Before transformers, recurrent neural networks processed sequences one token at a time. To remember something from 100 words ago, the information had to survive through 100 sequential updates — often fading or being overwritten. The attention mechanism solves this by allowing every position in the sequence to directly attend to every other position, in a single step.
The math behind this is elegant and entirely built from tools you already have: matrix multiplication, dot products, and softmax.
The Problem: Context-Dependent Meaning
The word “bank” means different things in:
"I deposited money in the bank" → financial institution
"I sat by the river bank" → side of a river
For a language model to process “bank” correctly, it needs to know which other words in the sentence are relevant. That’s what attention computes.
The Library Analogy
Imagine a library system:
- You arrive with a query — what you’re looking for.
- Every book has a key — a label describing its contents.

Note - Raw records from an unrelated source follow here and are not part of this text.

use std::fs::OpenOptions;
use std::io;
use std::path::Path;

use anyhow::{Context, Result};
use chrono::Local;
use ratatui::{Terminal, backend::Backend};
use recipe_commons::ExecError;
use recipe_config::Command;
use recipe_runner::{ExecutionResult, PtySession, PtySize};
use tokio::sync::mpsc::UnboundedSender;
use tokio::time::MissedTickBehavior;
use tracing::{debug, warn};

use crate::effect::Effect;
use crate::event::AppEvent;
use crate::scroll::visible_lines;
use crate::state::AppState;
use crate::update::{Transition, update};
use crate::view;

use super::AppServices;
use super::events::{EventListener, EventLoop};
use super::terminal_modes::TerminalGuard;

/// A PTY child the driver is waiting on.
struct ActivePty {
    run_id: u64,
    session: PtySession,
}

/// Everything the main loop needs besides the state it threads through.
pub(super) struct Driver<'a, B: Backend> {
    pub(super) terminal: &'a mut Terminal<B>,
    pub(super) guard: &'a mut TerminalGuard,
    pub(super) inputs: &'a mut EventListener,
    pub(super) event_loop: &'a mut EventLoop,
    pub(super) services: &'a AppServices,
}

#[cfg(unix)]
fn is_suspend_shortcut(event: &ratatui::crossterm::event::Event) -> bool {
    use ratatui::crossterm::event::{Event as CrosstermEvent, KeyCode, KeyEventKind, KeyModifiers};

    matches!(
        event,
        CrosstermEvent::Key(key)
            if matches!(key.kind, KeyEventKind::Press)
                && key.modifiers.contains(KeyModifiers::CONTROL)
                && matches!(key.code, KeyCode::Char('z') | KeyCode::Char('Z'))
    )
}

fn pty_size(state: &AppState) -> PtySize {
    let rows = u16::try_from(visible_lines(state.height, state.chrome_rows)).unwrap_or(u16::MAX);
    PtySize {
        rows,
        cols: state.width.max(1),
        pixel_width: 0,
        pixel_height: 0,
    }
}

fn current_size_event() -> Option<AppEvent> {
    match ratatui::crossterm::terminal::size() {
        Ok((width, height)) => Some(AppEvent::Resize { width, height }),
        Err(error) => {
            debug!(%error, "failed to query terminal size");
            None
        }
    }
}

impl<B: Backend> Driver<'_, B> {
    pub(super) async fn drive(mut self, mut state: AppState) -> Result<()> {
        let (app_tx, mut app_rx) = tokio::sync::mpsc::unbounded_channel();
        let mut ptys: Vec<ActivePty> = Vec::new();
        let mut pty_poll = tokio::time::interval(state.poll_interval);
        pty_poll.set_missed_tick_behavior(MissedTickBehavior::Delay);

        loop {
            self.terminal
                .draw(|frame| view::render(frame, &state))
                .map_err(|error| anyhow::anyhow!("failed to draw the interface: {error}"))?;

            let event = tokio::select! {
                input = self.inputs.recv() => {
                    let Some(input) = input else {
                        break;
                    };
                    #[cfg(unix)]
                    if is_suspend_shortcut(&input) {
                        if let Err(error) = self.suspend_to_shell(&app_tx) {
                            warn!(%error, "failed to suspend");
                        }
                        continue;
                    }
                    match AppEvent::from_terminal(input) {
                        Some(event) => event,
                        None => continue,
                    }
                }
                Some(event) = app_rx.recv() => event,
                _ = pty_poll.tick(), if !ptys.is_empty() => {
                    reap_finished(&mut ptys, &app_tx);
                    continue;
                }
            };

            let resized = matches!(event, AppEvent::Resize { .. });
            let Transition {
                state: next,
                effects,
            } = update(state, event, &self.services.context());
            state = next;

            // Only the newest child is on screen; older ones keep their size.
            if resized
                && let Some(active) = ptys.last()
                && let Err(error) = active.session.resize(pty_size(&state))
            {
                debug!(%error, "failed to resize pseudo-terminal");
            }

            for effect in effects {
                match effect {
                    Effect::Quit => {
                        if !ptys.is_empty() {
                            debug!(count = ptys.len(), "leaving pseudo-terminal children behind");
                        }
                        return Ok(());
                    }
                    Effect::ScheduleTick { run_id, after } => {
                        let tx = app_tx.clone();
                        tokio::spawn(async move {
                            tokio::time::sleep(after).await;
                            let _ = tx.send(AppEvent::PollTick { run_id });
                        });
                    }
                    Effect::StartStreaming {
                        run_id,
                        command,
                        sink,
                    } => self.start_streaming(run_id, command, sink.as_path(), &app_tx),
                    Effect::StartPty {
                        run_id,
                        command,
                        sink,
                    } => {
                        if let Some(active) =
                            self.start_pty(run_id, command, &sink, pty_size(&state), &app_tx)
                        {
                            ptys.push(active);
                        }
                    }
                    Effect::SpawnDetached(run) => {
                        self.services.runner.spawn_detached(run);
                    }
                    Effect::RunAttached { command } => {
                        let result = self.run_attached(command).await?;
                        let _ = app_tx.send(AppEvent::AttachedFinished { result });
                        if let Some(resize) = current_size_event() {
                            let _ = app_tx.send(resize);
                        }
                    }
                }
            }
        }

        Ok(())
    }

    fn start_streaming(
        &self,
        run_id: u64,
        command: Command,
        sink: &Path,
        app_tx: &UnboundedSender<AppEvent>,
    ) {
        let runner = self.services.runner.clone();
        let tx = app_tx.clone();
        let sink = sink.to_path_buf();
        tokio::spawn(async move {
            let result = match tokio::fs::OpenOptions::new().append(true).open(&sink).await {
                Ok(mut file) => runner.run_streaming(&command, &mut file).await,
                Err(source) => ExecutionResult::failed(
                    command,
                    Local::now(),
                    ExecError::io("opening the output sink", source),
                ),
            };
            let _ = tx.send(AppEvent::RunFinished { run_id, result });
        });
    }

    fn start_pty(
        &self,
        run_id: u64,
        command: Command,
        sink: &Path,
        size: PtySize,
        app_tx: &UnboundedSender<AppEvent>,
    ) -> Option<ActivePty> {
        let started_at = Local::now();
        let opened = OpenOptions::new()
            .append(true)
            .open(sink)
            .map_err(|source| ExecError::io("opening the output sink", source));
        let started =
            opened.and_then(|file| self.services.runner.start_pty(&command, file, size));

        match started {
            Ok(session) => {
                debug!(run_id, pid = ?session.process_id(), "pseudo-terminal child started");
                Some(ActivePty { run_id, session })
            }
            Err(error) => {
                let result = ExecutionResult::failed(command, started_at, error);
                let _ = app_tx.send(AppEvent::RunFinished { run_id, result });
                None
            }
        }
    }

    /// Give the terminal to `command` until it exits.
    async fn run_attached(&mut self, command: Command) -> Result<ExecutionResult> {
        self.event_loop.stop().await;
        self.inputs.clear_queue();
        self.guard.release();

        let runner = self.services.runner.clone();
        let attached = command.clone();
        let joined = tokio::task::spawn_blocking(move || runner.run_attached(&attached)).await;

        self.guard
            .reclaim()
            .context("failed to take the terminal back after an attached command")?;
        self.terminal
            .clear()
            .map_err(|error| anyhow::anyhow!("failed to clear terminal: {error}"))?;
        self.inputs.clear_queue();
        self.event_loop.restart();

        Ok(joined.unwrap_or_else(|error| {
            ExecutionResult::failed(
                command,
                Local::now(),
                ExecError::io("waiting for the attached command", io::Error::other(error)),
            )
        }))
    }

    #[cfg(unix)]
    fn suspend_to_shell(&mut self, app_tx: &UnboundedSender<AppEvent>) -> Result<()> {
        use signal_hook::{consts::signal::SIGTSTP, low_level::raise};

        let channels = self.event_loop.channels().clone();
        channels.pause();
        self.inputs.clear_queue();
        self.guard.release();

        let suspend_result = raise(SIGTSTP).context("failed to suspend process with SIGTSTP");

        let reclaim_result = self
            .guard
            .reclaim()
            .context("failed to take the terminal back after resume");
        channels.resume();
        self.inputs.clear_queue();
        suspend_result?;
        reclaim_result?;

        self.terminal
            .clear()
            .map_err(|error| anyhow::anyhow!("failed to clear terminal after resume: {error}"))?;
        if let Some(resize) = current_size_event() {
            let _ = app_tx.send(resize);
        }
        Ok(())
    }
}

/// Finalise PTY children that have exited. Closing waits briefly for the
/// reader thread, so it runs off the async workers.
fn reap_finished(ptys: &mut Vec<ActivePty>, app_tx: &UnboundedSender<AppEvent>) {
    let mut index = 0;
    while index < ptys.len() {
        let outcome = match ptys[index].session.try_wait() {
            Ok(None) => {
                index += 1;
                continue;
            }
            Ok(Some(status)) => Ok(status),
            Err(error) => Err(error),
        };

        let ActivePty { run_id, session } = ptys.remove(index);
        let tx = app_tx.clone();
        tokio::task::spawn_blocking(move || {
            let result = session.close(outcome);
            let _ = tx.send(AppEvent::RunFinished { run_id, result });
        });
    }
}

- Each book also has a value — the actual content.
The system compares your query to every key, figures out which books are most relevant, and returns a weighted blend of those books’ values.
Attention works exactly the same way:
- Q (Query): what this position is looking for.
- K (Key): what each position offers.
- V (Value): the actual content each position contributes.
Scaled Dot-Product Attention
The full formula:
Attention(Q, K, V) = softmax(QKᵀ / √dₖ) · V
Where dₖ is the dimension of the key vectors.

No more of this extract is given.